Acordo com União traz tranquilidade para servidores, afirma Pezão

Paulo Victor Chagas e Mariana Branco - Repórteres da Agência Brasil

O governador do Rio de Janeiro, Luiz Fernando Pezão, durante coletiva sobre o acordo que prevê empréstimos ao RJ de R$ 6,5 bilhões Valter Campanato/Agência Brasil

O governador do Rio de Janeiro, Luiz Fernando Pezão, afirmou que o termo de compromisso assinado hoje (26) com o governo federal dará tranquilidade aos servidores públicos e ao seu sucessor no comando do estado. O plano pretende zerar o déficit de R$ 26,1 bilhões do Rio em 2017 e, ainda, sanar o déficit de R$ 18,7 bilhões projetado para 2018 e de R$ 17,7 bilhões para 2019.

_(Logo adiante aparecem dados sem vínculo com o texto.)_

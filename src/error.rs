//! Error types for background removal and compositing operations

use std::path::PathBuf;
use thiserror::Error;

/// Result type alias for pipeline operations
pub type Result<T> = std::result::Result<T, Error>;

/// Error taxonomy shared by the mask backends, the compositor and the batch runner
///
/// Variants are split into *fatal* errors, which abort a whole operation, and
/// *per-item* errors, which a batch logs and skips. See [`Error::is_fatal`].
#[derive(Error, Debug)]
pub enum Error {
    /// Input/output errors (file not found, permission denied, etc.)
    #[error("IO error: {0}")]
    Io(#[from] std::io::Error),

    /// Image decoding, encoding or resampling errors
    #[error("Image processing error: {0}")]
    Image(#[from] image::ImageError),

    /// Backend inference errors for a single image
    #[error("Inference error: {0}")]
    Inference(String),

    /// Invalid configuration or parameters
    #[error("Invalid configuration: {0}")]
    InvalidConfig(String),

    /// A required model file is not present at its well-known location
    #[error("Model file not found: {} (run `cutout-composer download` or place the file there)", path.display())]
    ModelNotFound { path: PathBuf },

    /// Model loading or runtime initialization errors
    #[error("Model error: {0}")]
    Model(String),

    /// Model download errors
    #[error("Network error: {0}")]
    Network(String),

    /// Rejected request: required pools missing, layout not committed, ...
    #[error("Validation error: {0}")]
    Validation(String),

    /// Mutation or second batch attempted while a batch is running
    #[error("A batch is already running on this session")]
    BatchInProgress,

    /// The batch was cancelled between items
    #[error("Batch cancelled")]
    Cancelled,

    /// Per-image processing errors
    #[error("Processing error: {0}")]
    Processing(String),

    /// Generic error for unexpected conditions
    #[error("Internal error: {0}")]
    Internal(String),
}

impl Error {
    /// Create a new invalid configuration error
    pub fn invalid_config<S: Into<String>>(msg: S) -> Self {
        Self::InvalidConfig(msg.into())
    }

    /// Create a new model error
    pub fn model<S: Into<String>>(msg: S) -> Self {
        Self::Model(msg.into())
    }

    /// Create a new processing error
    pub fn processing<S: Into<String>>(msg: S) -> Self {
        Self::Processing(msg.into())
    }

    /// Create a new inference error
    pub fn inference<S: Into<String>>(msg: S) -> Self {
        Self::Inference(msg.into())
    }

    /// Create a new validation error
    pub fn validation<S: Into<String>>(msg: S) -> Self {
        Self::Validation(msg.into())
    }

    /// Create a new internal error
    pub fn internal<S: Into<String>>(msg: S) -> Self {
        Self::Internal(msg.into())
    }

    /// Create a missing-model error for the given path
    pub fn model_not_found<P: Into<PathBuf>>(path: P) -> Self {
        Self::ModelNotFound { path: path.into() }
    }

    /// Whether this error aborts the whole operation rather than a single item
    #[must_use]
    pub fn is_fatal(&self) -> bool {
        match self {
            Self::ModelNotFound { .. }
            | Self::Model(_)
            | Self::Network(_)
            | Self::InvalidConfig(_)
            | Self::Validation(_)
            | Self::BatchInProgress
            | Self::Cancelled
            | Self::Internal(_) => true,
            Self::Io(_) | Self::Image(_) | Self::Inference(_) | Self::Processing(_) => false,
        }
    }

    /// Create file I/O error with operation context
    pub fn file_io_error<P: AsRef<std::path::Path>>(
        operation: &str,
        path: P,
        error: &std::io::Error,
    ) -> Self {
        let path_display = path.as_ref().display();
        Self::Io(std::io::Error::new(
            error.kind(),
            format!("Failed to {} '{}': {}", operation, path_display, error),
        ))
    }

    /// Create image loading error with format context
    pub fn image_load_error<P: AsRef<std::path::Path>>(path: P, error: &image::ImageError) -> Self {
        let path_display = path.as_ref().display();
        let extension = path
            .as_ref()
            .extension()
            .and_then(|s| s.to_str())
            .unwrap_or("unknown");

        Self::Image(image::ImageError::IoError(std::io::Error::new(
            std::io::ErrorKind::InvalidData,
            format!(
                "Failed to load image '{}' (format: {}): {}. Supported formats: PNG, JPEG, WebP, BMP",
                path_display, extension, error
            ),
        )))
    }

    /// Create model error with troubleshooting context
    pub fn model_error_with_context<P: AsRef<std::path::Path>>(
        operation: &str,
        model_path: P,
        error: &str,
        suggestions: &[&str],
    ) -> Self {
        let path_display = model_path.as_ref().display();
        let suggestion_text = if suggestions.is_empty() {
            String::new()
        } else {
            format!(" Suggestions: {}", suggestions.join(", "))
        };

        Self::Model(format!(
            "Failed to {} model '{}': {}.{}",
            operation, path_display, error, suggestion_text
        ))
    }

    /// Create configuration error with valid ranges
    pub fn config_value_error<T: std::fmt::Display>(
        parameter: &str,
        value: T,
        valid_range: &str,
        recommended: Option<T>,
    ) -> Self {
        let recommendation = match recommended {
            Some(rec) => format!(" Recommended: {}", rec),
            None => String::new(),
        };

        Self::InvalidConfig(format!(
            "Invalid {}: {} (valid range: {}).{}",
            parameter, value, valid_range, recommendation
        ))
    }

    /// Create network error with the underlying cause
    pub fn network_error<S: Into<String>, E: std::fmt::Display>(context: S, error: E) -> Self {
        Self::Network(format!("{}: {}", context.into(), error))
    }
}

Pezão firmou o acordo após reunião com o presidente Michel Temer e o ministro da Fazenda, Henrique Meirelles, da qual também participou o presidente da Assembleia Legislativa do Rio de Janeiro (Alerj), Jorge Picciani (PMDB). Apesar de dizer que o acordo dará "previsibilidade" aos servidores, Pezão não informou uma data em que serão quitados os pagamentos atrasados.

"Antecipamos até um pouquinho o calendário de pagamentos do restante do funcionalismo de dezembro. Eu acredito muito que neste primeiro trimestre a gente vai avançar muito e colocar as contas em dia", limitou-se a dizer o governador. Questionado, ao deixar a entrevista, se o pagamento seria normalizado a partir de fevereiro, ele disse não poder garantir. "Acho que a partir de fevereiro vamos ter boas notícias. Não falei até o dia 10 [do mês que vem]. Acredito que a gente vai botar em dia o mais rápido possível", declarou.

Efeitos plurianuais

Segundo Meirelles, as medidas para zerar o déficit do Rio este ano têm efeitos plurianuais, ou seja, impactarão também em 2018 e 2019. "O aumento do ICMS [Imposto sobre Circulação de Mercadorias e Serviços] tem efeito de R$ 360 milhões em 2017, R$ 480 milhões em 2018 e R$ 508 milhões em 2019", disse. O ministro frisou que "não há em nenhum momento aporte de recursos federais" para o Rio de Janeiro. Ou seja, não há previsão de recursos do Tesouro Nacional para socorrer o estado.

O funcionalismo público arcará com uma fatia do montante necessário para sanar o déficit, com aumento de 11% para 14% da contribuição previdenciária, mais contribuição adicional de 8% por três anos. As outras medidas incluem corte de despesas, repactuação de dívidas do estado e empréstimos tendo como garantias a antecipação de royalties do petróleo e os recursos da privatização da Companhia Estadual e Águas e Esgotos do Rio de Janeiro (Cedae).

No corte de despesas, da ordem de R$ 9 bilhões em 2017, estão incluídos programas de incentivo à demissão de empregados celetistas e a redução do número de secretarias do governo estadual. Os pontos do acordo ainda dependem de aprovação da Alerj e do Congresso Nacional, que terá de votar mudanças na Lei de Responsabilidade Fiscal (LRF).

Se necessário, o acordo pode ser prorrogado após 2019. De acordo Meirelles, o modelo do acordo com o Rio de Janeiro pode ser estendido a outros estados com problemas financeiros, caso de Minas Gerais e do Rio Grande do Sul.

"Foi feito um trabalho muito sério. É um plano bastante realista, absolutamente de acordo com a legislação vigente e com aquela que tiver que ser modificada. Vamos fazer nos termos da lei, se aprovadas [as contrapartidas]", disse.

O ministro adiantou ainda que o governo do Rio Grande do Sul já solicitou o mesmo processo de negociação, que será avaliado a partir desta sexta-feira (27), tendo como base as necessidades e condições do estado.